■ Problem to work on: Everything in the listing below from the line containing "the fmt layer" through the line containing "pub fn init_tracing(config: &LoggingConfig)" must be repeated exactly; the remaining lines are not wanted.
┄┄┄┄┄┄┄┄┄┄
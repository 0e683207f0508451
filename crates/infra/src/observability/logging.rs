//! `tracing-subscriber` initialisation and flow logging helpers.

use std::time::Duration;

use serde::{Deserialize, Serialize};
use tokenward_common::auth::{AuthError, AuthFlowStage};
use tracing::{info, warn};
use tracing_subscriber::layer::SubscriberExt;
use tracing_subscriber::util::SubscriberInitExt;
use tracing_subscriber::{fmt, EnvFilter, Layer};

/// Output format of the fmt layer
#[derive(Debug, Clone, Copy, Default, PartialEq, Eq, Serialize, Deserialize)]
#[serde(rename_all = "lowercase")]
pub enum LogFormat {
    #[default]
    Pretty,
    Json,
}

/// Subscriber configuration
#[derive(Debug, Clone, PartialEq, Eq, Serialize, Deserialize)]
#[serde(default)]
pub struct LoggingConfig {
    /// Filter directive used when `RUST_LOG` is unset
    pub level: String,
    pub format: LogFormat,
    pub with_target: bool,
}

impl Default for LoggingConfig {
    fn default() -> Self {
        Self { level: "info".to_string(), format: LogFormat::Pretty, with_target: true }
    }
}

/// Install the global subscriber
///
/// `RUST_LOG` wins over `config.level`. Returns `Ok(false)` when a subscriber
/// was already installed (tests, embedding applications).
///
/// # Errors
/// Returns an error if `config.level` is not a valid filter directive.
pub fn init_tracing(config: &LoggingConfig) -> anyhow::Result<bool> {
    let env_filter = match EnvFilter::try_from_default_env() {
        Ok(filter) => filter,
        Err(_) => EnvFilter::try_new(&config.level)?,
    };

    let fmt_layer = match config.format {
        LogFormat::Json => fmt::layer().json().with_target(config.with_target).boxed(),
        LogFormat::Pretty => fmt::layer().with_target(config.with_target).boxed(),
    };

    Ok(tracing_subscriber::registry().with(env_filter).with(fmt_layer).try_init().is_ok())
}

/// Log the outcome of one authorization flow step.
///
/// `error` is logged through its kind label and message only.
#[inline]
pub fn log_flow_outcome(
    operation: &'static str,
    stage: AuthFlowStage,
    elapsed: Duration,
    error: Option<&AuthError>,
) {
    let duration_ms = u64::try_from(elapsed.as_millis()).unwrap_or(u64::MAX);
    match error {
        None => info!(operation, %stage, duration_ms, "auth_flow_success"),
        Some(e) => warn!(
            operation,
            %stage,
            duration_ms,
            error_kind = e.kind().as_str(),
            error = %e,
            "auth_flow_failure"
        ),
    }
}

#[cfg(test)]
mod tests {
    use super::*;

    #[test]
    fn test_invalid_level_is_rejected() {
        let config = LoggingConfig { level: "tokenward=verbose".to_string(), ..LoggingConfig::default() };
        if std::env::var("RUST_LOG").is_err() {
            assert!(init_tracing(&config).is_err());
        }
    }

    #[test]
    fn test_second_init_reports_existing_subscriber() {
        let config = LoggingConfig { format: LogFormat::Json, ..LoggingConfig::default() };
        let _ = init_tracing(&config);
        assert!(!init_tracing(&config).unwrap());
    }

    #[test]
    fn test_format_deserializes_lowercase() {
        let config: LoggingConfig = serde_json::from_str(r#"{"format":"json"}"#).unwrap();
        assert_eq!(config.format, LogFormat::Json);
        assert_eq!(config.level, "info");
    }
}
┄┄┄┄┄┄┄┄┄┄
■ Answer:
/// Output format of the fmt layer
#[derive(Debug, Clone, Copy, Default, PartialEq, Eq, Serialize, Deserialize)]
#[serde(rename_all = "lowercase")]
pub enum LogFormat {
    #[default]
    Pretty,
    Json,
}

/// Subscriber configuration
#[derive(Debug, Clone, PartialEq, Eq, Serialize, Deserialize)]
#[serde(default)]
pub struct LoggingConfig {
    /// Filter directive used when `RUST_LOG` is unset
    pub level: String,
    pub format: LogFormat,
    pub with_target: bool,
}

impl Default for LoggingConfig {
    fn default() -> Self {
        Self { level: "info".to_string(), format: LogFormat::Pretty, with_target: true }
    }
}

/// Install the global subscriber
///
/// `RUST_LOG` wins over `config.level`. Returns `Ok(false)` when a subscriber
/// was already installed (tests, embedding applications).
///
/// # Errors
/// Returns an error if `config.level` is not a valid filter directive.
pub fn init_tracing(config: &LoggingConfig) -> anyhow::Result<bool> {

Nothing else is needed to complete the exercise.